5- Bediüzzaman’a göre sosyal bağların güçlendirilmesi, toplumsal huzurun temini için dinî kuralların “Tevâzün” (denge) anlayışıyla yorumlanması ve uygulanması gerekir. Tevâzün, toplumsal zaruretleri dikkate almayı gerektiren bir yaklaşım tarzı olup, bu anlayışa göre gereği halinde gayr-i müslimler, valilik ve kaymakamlık gibi üst düzey idarî makamlara getirilebilirler.

6- Bediüzzaman’a göre:
Müslümanlar arasında muhabbet, ittifak, ittihad;
Ümmet, millet, cemaat ve sivil topluma aidiyet hissi;
Millet, sınıf, etnik yapı ve mezhepler arası dostluk ve dayanışma;
İnsanlar arasında güçlü ve sarsılmaz iletişim ve irtibat;
İnsanlık için hikmetli bilgi, meşrûiyet, hürriyet ve adalet Kur’an Medeniyeti’nin vazgeçilmez unsurlarındandır.

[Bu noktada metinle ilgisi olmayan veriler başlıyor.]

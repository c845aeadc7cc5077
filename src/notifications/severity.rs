// src/notifications/severity.rs

use std::fmt;

use serde::{Deserialize, Serialize};

/// Visual and semantic category of a notification.
#[derive(Debug, Clone, Copy, PartialEq, Eq, Hash, Default, Serialize, Deserialize)]
#[serde(rename_all = "snake_case")]
pub enum Severity {
    #[default]
    Info,
    Success,
    Warning,
    Error,
}

impl Severity {
    pub const ALL: [Severity; 4] = [
        Severity::Info,
        Severity::Success,
        Severity::Warning,
        Severity::Error,
    ];

    pub fn as_str(&self) -> &'static str {
        match self {
            Severity::Info => "info",
            Severity::Success => "success",
            Severity::Warning => "warning",
            Severity::Error => "error",
        }
    }

    /// Left-border accent color used by the stylesheet.
    pub fn accent_color(&self) -> &'static str {
        match self {
            Severity::Info => "#00AAFF",
            Severity::Success => "#00D68F",
            Severity::Warning => "#FFAA00",
            Severity::Error => "#FF4D4D",
        }
    }

    /// Severity-specific CSS class, e.g. `notification-warning`.
    pub fn class_name(&self) -> String {
        format!("notification-{}", self.as_str())
    }
}

impl fmt::Display for Severity {
    fn fmt(&self, f: &mut fmt::Formatter<'_>) -> fmt::Result {
        f.write_str(self.as_str())
    }
}
// src/notifications/surface.rs
//
// Rendering surface
//
// ARCHITECTURE:
// - The notification center never draws; it asks a Surface to
// - A Surface owns the displayed elements for their lifetime
// - Removing an element that is already gone is a no-op
// - A stylesheet id is installed at most once per surface, whoever asks

use std::sync::{Mutex, MutexGuard, PoisonError};

use super::toast::{Notification, NotificationId};

pub trait Surface: Send + Sync {
    fn has_stylesheet(&self, id: &str) -> bool;

    /// Installs `css` under `id` unless a stylesheet with that id is already
    /// present. Returns `true` only for the call that installed it.
    fn inject_stylesheet(&self, id: &str, css: &str) -> bool;

    /// Adds `notification` after every element already on screen.
    fn append(&self, notification: &Notification);

    /// Removes the element for `id`. Returns `false` when it was not present.
    fn remove(&self, id: NotificationId) -> bool;
}

#[derive(Debug, Default)]
struct MemoryState {
    stylesheets: Vec<(String, String)>,
    toasts: Vec<Notification>,
    removals: usize,
}

/// Headless surface that keeps everything in memory.
///
/// Useful wherever there is no real display, and for inspecting what the
/// notification center did.
#[derive(Debug, Default)]
pub struct MemorySurface {
    state: Mutex<MemoryState>,
}

impl MemorySurface {
    pub fn new() -> Self {
        Self::default()
    }

    fn lock(&self) -> MutexGuard<'_, MemoryState> {
        self.state.lock().unwrap_or_else(PoisonError::into_inner)
    }

    pub fn stylesheet_count(&self) -> usize {
        self.lock().stylesheets.len()
    }

    pub fn stylesheet(&self, id: &str) -> Option<String> {
        self.lock()
            .stylesheets
            .iter()
            .find(|(sheet_id, _)| sheet_id == id)
            .map(|(_, css)| css.clone())
    }

    /// Displayed toasts in insertion order.
    pub fn visible(&self) -> Vec<Notification> {
        self.lock().toasts.clone()
    }

    pub fn contains(&self, id: NotificationId) -> bool {
        self.lock().toasts.iter().any(|t| t.id == id)
    }

    /// Number of removals that actually took an element off the surface.
    pub fn removal_count(&self) -> usize {
        self.lock().removals
    }
}

impl Surface for MemorySurface {
    fn has_stylesheet(&self, id: &str) -> bool {
        self.lock().stylesheets.iter().any(|(sheet_id, _)| sheet_id == id)
    }

    fn inject_stylesheet(&self, id: &str, css: &str) -> bool {
        let mut state = self.lock();
        if state.stylesheets.iter().any(|(sheet_id, _)| sheet_id == id) {
            return false;
        }
        state.stylesheets.push((id.to_string(), css.to_string()));
        true
    }

    fn append(&self, notification: &Notification) {
        self.lock().toasts.push(notification.clone());
    }

    fn remove(&self, id: NotificationId) -> bool {
        let mut state = self.lock();
        let before = state.toasts.len();
        state.toasts.retain(|t| t.id != id);
        let removed = state.toasts.len() != before;
        if removed {
            state.removals += 1;
        }
        removed
    }
}

#[cfg(test)]
mod tests {
    use super::*;
    use crate::notifications::Severity;
    use std::time::Duration;

    #[test]
    fn test_append_keeps_insertion_order() {
        let surface = MemorySurface::new();
        let first = Notification::new("first", Severity::Info, Duration::from_secs(5));
        let second = Notification::new("second", Severity::Error, Duration::from_secs(5));
        surface.append(&first);
        surface.append(&second);

        let messages: Vec<_> = surface.visible().into_iter().map(|t| t.message).collect();
        assert_eq!(messages, vec!["first", "second"]);
    }

    #[test]
    fn test_second_remove_is_noop() {
        let surface = MemorySurface::new();
        let toast = Notification::new("bye", Severity::Info, Duration::from_secs(5));
        surface.append(&toast);

        assert!(surface.remove(toast.id));
        assert!(!surface.remove(toast.id));
        assert_eq!(surface.removal_count(), 1);
    }

    #[test]
    fn test_stylesheet_lookup() {
        let surface = MemorySurface::new();
        assert!(!surface.has_stylesheet("notification-styles"));
        assert!(surface.inject_stylesheet("notification-styles", ".a {}"));
        assert!(surface.has_stylesheet("notification-styles"));
        assert_eq!(surface.stylesheet("notification-styles").as_deref(), Some(".a {}"));
    }

    #[test]
    fn test_second_inject_keeps_first_stylesheet() {
        let surface = MemorySurface::new();
        assert!(surface.inject_stylesheet("notification-styles", ".a {}"));
        assert!(!surface.inject_stylesheet("notification-styles", ".b {}"));

        assert_eq!(surface.stylesheet_count(), 1);
        assert_eq!(surface.stylesheet("notification-styles").as_deref(), Some(".a {}"));
    }
}
// src/notifications/terminal.rs
//
// Surface that prints toasts as lines on a terminal.

use std::collections::HashSet;
use std::io::{self, Write};
use std::sync::{Mutex, MutexGuard, PoisonError};

use super::surface::Surface;
use super::toast::{Notification, NotificationId, DISMISS_LABEL};
use super::Severity;

struct TerminalState {
    writer: Box<dyn Write + Send>,
    stylesheets: HashSet<String>,
    shown: HashSet<NotificationId>,
}

/// Writes each toast once, when it appears. A terminal cannot take lines
/// back, so removal only updates bookkeeping. Stylesheets are recorded but
/// have no effect on output.
pub struct TerminalSurface {
    state: Mutex<TerminalState>,
}

impl TerminalSurface {
    pub fn stdout() -> Self {
        Self::with_writer(Box::new(io::stdout()))
    }

    pub fn with_writer(writer: Box<dyn Write + Send>) -> Self {
        Self {
            state: Mutex::new(TerminalState {
                writer,
                stylesheets: HashSet::new(),
                shown: HashSet::new(),
            }),
        }
    }

    fn lock(&self) -> MutexGuard<'_, TerminalState> {
        self.state.lock().unwrap_or_else(PoisonError::into_inner)
    }

    fn badge(severity: Severity) -> &'static str {
        match severity {
            Severity::Info => "[INFO]   ",
            Severity::Success => "[OK]     ",
            Severity::Warning => "[WARN]   ",
            Severity::Error => "[ERROR]  ",
        }
    }
}

impl Surface for TerminalSurface {
    fn has_stylesheet(&self, id: &str) -> bool {
        self.lock().stylesheets.contains(id)
    }

    fn inject_stylesheet(&self, id: &str, _css: &str) -> bool {
        self.lock().stylesheets.insert(id.to_string())
    }

    fn append(&self, notification: &Notification) {
        let mut state = self.lock();
        state.shown.insert(notification.id);
        let line = format!(
            "{}{} {}",
            Self::badge(notification.severity),
            notification.message,
            DISMISS_LABEL
        );
        if let Err(e) = writeln!(state.writer, "{}", line) {
            log::warn!("Failed to write notification to terminal: {}", e);
        }
    }

    fn remove(&self, id: NotificationId) -> bool {
        self.lock().shown.remove(&id)
    }
}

7- İslam toplumunun en büyük üç düşmanını; cehalet, zaruret (fakirlik) ve ihtilaf olarak tesbit eden Bediüzzaman, bu üç düşmana karşı marifet (bilgi), zenaat ve ittifak silâhıyla karşı konulmasını önerir. Bunu Bitlis, Van ve Diyarbakır’da kurmayı planladığı “Medresetü’z-Zehrâ” projesiyle gerçekleştirmek ister.

8- “Said Nursî’nin Medeniyet Anlayışı” konulu Kongre’nin çok kültürlü, çok dinli ve farklı etnik yapılardan oluşan bölgelerde; barış içinde yaşamamanın insanlığa ne ağır bedeller ödettiğini yakın bir geçmişte yaşamış ve hâlâ üzerinde bu acının derin izlerini taşıyan Saraybosna’da gerçekleştiriliyor olması, Bediüzzaman’ın barış ve kardeşliğe yaptığı vurgunun ne kadar yerinde olduğunu anlamamız açısından çok manidardır.